It was just you and I
In a dark room
You looking scary, and I looking terrified
It was you holding my hands,
While covering my mouth.
It was you, the funny guy,
That I never once get your jokes, since they were always so expensive,
Because it was always about what you would do to a female
When you get alone with her.
It was just me and you
In an unknown place that I never consent to.
And it didn’t matter how many layers of clothes I got on,
You managed to take them off
It didn’t matter how long my sleeves were
You managed to roll them up
It didn’t matter how long and tight my jeans were,
You managed to rip it up.
It didn’t matter how much tears were in my eyes,
It wouldn’t make you stop.
It was just me and you in this dark room
Different thoughts going through my head
I didn’t know this was how it is going to end
I’ve been saving this for the right time,
And the right person
But you just wanted to let out your frustrations,
Not caring that I’m not the cause
And after 15 minutes of me being in pain,
Fifteen minutes of slaps and punches
Fifteen minutes of cries and screams
After fifteen minutes of you being superior and me being inferior
Fifteen minutes of you not putting my feelings into consideration
Fifteen minutes of you getting what you want
By taking what is mine
That I didn’t feel like giving away,
After fifteen minutes of me being in different position that I wasn’t comfortable with.

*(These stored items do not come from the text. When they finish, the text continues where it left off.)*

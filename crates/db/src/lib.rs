//! Database layer for finboard.

pub mod entities;
pub mod migrations;
pub mod repositories;
#[cfg(any(test, feature = "test-utils"))]
pub mod test_utils;

use finboard_common::{AppError, Config};
use sea_orm::{ConnectOptions, Database, DatabaseConnection};
use std::time::Duration;
use tracing::log::LevelFilter;

/// Initialize database connection.
pub async fn init(config: &Config) -> Result<DatabaseConnection, AppError> {
    let mut opt = ConnectOptions::new(&config.database.url);

    opt.max_connections(config.database.max_connections)
        .min_connections(config.database.min_connections)
        .connect_timeout(Duration::from_secs(10))
        .acquire_timeout(Duration::from_secs(10))
        .idle_timeout(Duration::from_secs(600))
        .max_lifetime(Duration::from_secs(1800))
        .sqlx_logging(true)
        .sqlx_logging_level(LevelFilter::Debug);

    Database::connect(opt)
        .await
        .map_err(|e| AppError::Database(e.to_string()))
}

/// Run pending migrations.
pub async fn migrate(db: &DatabaseConnection) -> Result<(), AppError> {
    use sea_orm_migration::MigratorTrait;
    migrations::Migrator::up(db, None)
        .await
        .map_err(|e| AppError::Database(e.to_string()))
}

Fifteen minutes of me begging you to stop,
After your fifteen minutes of fun was over,
You wanted to beg.
You wanted to beg me not to tell
You didn’t want me to tell the world of the traumatizing experience you put me through
You wanted to ask me for forgiveness after you’re done getting what you wanted
But when those fifteen minutes were over
After my tears are all dried
After my bruises are all healed
My thoughts getting itself together
Deciding whether to speak or to be silenced.
After your fifteen minutes of fun was over
After I was done debating whether my life was worth it or not.
Since you’ve made me realize that my thoughts didn’t even matter,
After you’ve made me feel like I don’t have the right to choose what happens.
I decided to be strong.
I refused to let you choose the direction my life was going.
So I decided to talk,
I refused to let you put fear in my mind
Because it’s not my fault.
Because this time my dress wasn’t too short
My skirt wasn’t too tight
My shirt wasn’t too revealing
And I most definitely did not enjoy it.